Problem statement =
Your answer must contain only the lines from the one containing "other, 1, None, Vec::new(), 0);" through the end of the entries below, reproduced character for character.

Data records =
"""

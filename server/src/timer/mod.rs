use std::collections::BTreeMap;

use meridian_shared::{Tick, Value};

use crate::world::ElementKey;

/// Handle to a scheduled timer.
#[derive(Clone, Copy, PartialEq, Eq, PartialOrd, Ord, Hash, Debug)]
pub struct TimerKey(u64);

struct Timer {
    event_name: String,
    anchor: ElementKey,
    interval: u64,
    next_due: Tick,
    /// `None` repeats forever.
    remaining: Option<u32>,
    args: Vec<Value>,
}

/// Tick-driven timers that fire named events on the bus.
///
/// Keys are handed out in creation order and stored in a `BTreeMap`, so
/// timers due on the same tick fire oldest first.
pub struct TimerSet {
    timers: BTreeMap<TimerKey, Timer>,
    next_key: u64,
}

impl TimerSet {
    pub fn new() -> Self {
        Self {
            timers: BTreeMap::new(),
            next_key: 0,
        }
    }

    /// Schedule an event to fire on `anchor` every `interval` ticks,
    /// `repeats` times (`None` for forever). An interval of zero is rounded
    /// up to one tick.
    pub fn set_timer(
        &mut self,
        event_name: &str,
        anchor: ElementKey,
        interval: u64,
        repeats: Option<u32>,
        args: Vec<Value>,
        now: Tick,
    ) -> TimerKey {
        let key = TimerKey(self.next_key);
        self.next_key += 1;
        // a timer asked to run zero times is already exhausted
        if repeats == Some(0) {
            return key;
        }
        let interval = interval.max(1);
        self.timers.insert(
            key,
            Timer {
                event_name: event_name.to_string(),
                anchor,
                interval,
                next_due: now + interval,
                remaining: repeats,
                args,
            },
        );
        key
    }

    /// Cancel a timer. Returns whether it was still live.
    pub fn kill(&mut self, key: &TimerKey) -> bool {
        self.timers.remove(key).is_some()
    }

    /// Cancel every timer anchored on an element, typically because it is
    /// being destroyed.
    pub fn kill_anchored(&mut self, anchor: &ElementKey) {
        self.timers.retain(|_, timer| timer.anchor != *anchor);
    }

    pub fn len(&self) -> usize {
        self.timers.len()
    }

    pub fn is_empty(&self) -> bool {
        self.timers.is_empty()
    }

    /// Collect every firing due at `now`, advancing repeat schedules and
    /// retiring exhausted timers.
    pub fn due(&mut self, now: Tick) -> Vec<(String, ElementKey, Vec<Value>)> {
        let mut fired = Vec::new();
        let mut exhausted = Vec::new();
        for (key, timer) in self.timers.iter_mut() {
            if timer.next_due > now {
                continue;
            }
            fired.push((timer.event_name.clone(), timer.anchor, timer.args.clone()));
            timer.next_due = now + timer.interval;
            if let Some(remaining) = timer.remaining.as_mut() {
                *remaining -= 1;
                if *remaining == 0 {
                    exhausted.push(*key);
                }
            }
        }
        for key in exhausted {
            self.timers.remove(&key);
        }
        fired
    }
}

impl Default for TimerSet {
    fn default() -> Self {
        Self::new()
    }
}

#[cfg(test)]
mod tests {
    use super::*;
    use meridian_shared::BigMapKey;

    fn anchor() -> ElementKey {
        ElementKey::from_u64(1)
    }

    #[test]
    fn timer_fires_on_its_interval_and_repeats() {
        let mut timers = TimerSet::new();
        timers.set_timer("on_pulse", anchor(), 2, Some(2), Vec::new(), 0);

        assert!(timers.due(1).is_empty());
        assert_eq!(timers.due(2).len(), 1);
        assert!(timers.due(3).is_empty());
        assert_eq!(timers.due(4).len(), 1);

        // two repeats spent
        assert!(timers.is_empty());
        assert!(timers.due(6).is_empty());
    }

    #[test]
    fn zero_repeat_timer_never_fires() {
        let mut timers = TimerSet::new();
        let key = timers.set_timer("on_pulse", anchor(), 1, Some(0), Vec::new(), 0);

        assert!(timers.is_empty());
        for now in 1..=3 {
            assert!(timers.due(now).is_empty());
        }
        assert!(!timers.kill(&key));
    }

    #[test]
    fn unlimited_timer_keeps_firing_until_killed() {
        let mut timers = TimerSet::new();
        let key = timers.set_timer("on_pulse", anchor(), 1, None, Vec::new(), 0);

        for now in 1..=5 {
            assert_eq!(timers.due(now).len(), 1);
        }
        assert!(timers.kill(&key));
        assert!(timers.due(6).is_empty());
    }

    #[test]
    fn same_tick_timers_fire_in_creation_order() {
        let mut timers = TimerSet::new();
        timers.set_timer("first", anchor(), 1, Some(1), Vec::new(), 0);
        timers.set_timer("second", anchor(), 1, Some(1), Vec::new(), 0);

        let fired = timers.due(1);
        let names: Vec<_> = fired.iter().map(|(name, _, _)| name.as_str()).collect();
        assert_eq!(names, vec!["first", "second"]);
    }

    #[test]
    fn killing_by_anchor_removes_all_of_its_timers() {
        let mut timers = TimerSet::new();
        let other = ElementKey::from_u64(2);
        timers.set_timer("a", anchor(), 1, None, Vec::new(), 0);
        timers.set_timer("b", anchor(), 1, None, Vec::new(), 0);
        timers.set_timer("c", other, 1, None, Vec::new(), 0);

        timers.kill_anchored(&anchor());
        assert_eq!(timers.len(), 1);
    }
}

"""

Result of the task =
        timers.set_timer("c", other, 1, None, Vec::new(), 0);

        timers.kill_anchored(&anchor());
        assert_eq!(timers.len(), 1);
    }
}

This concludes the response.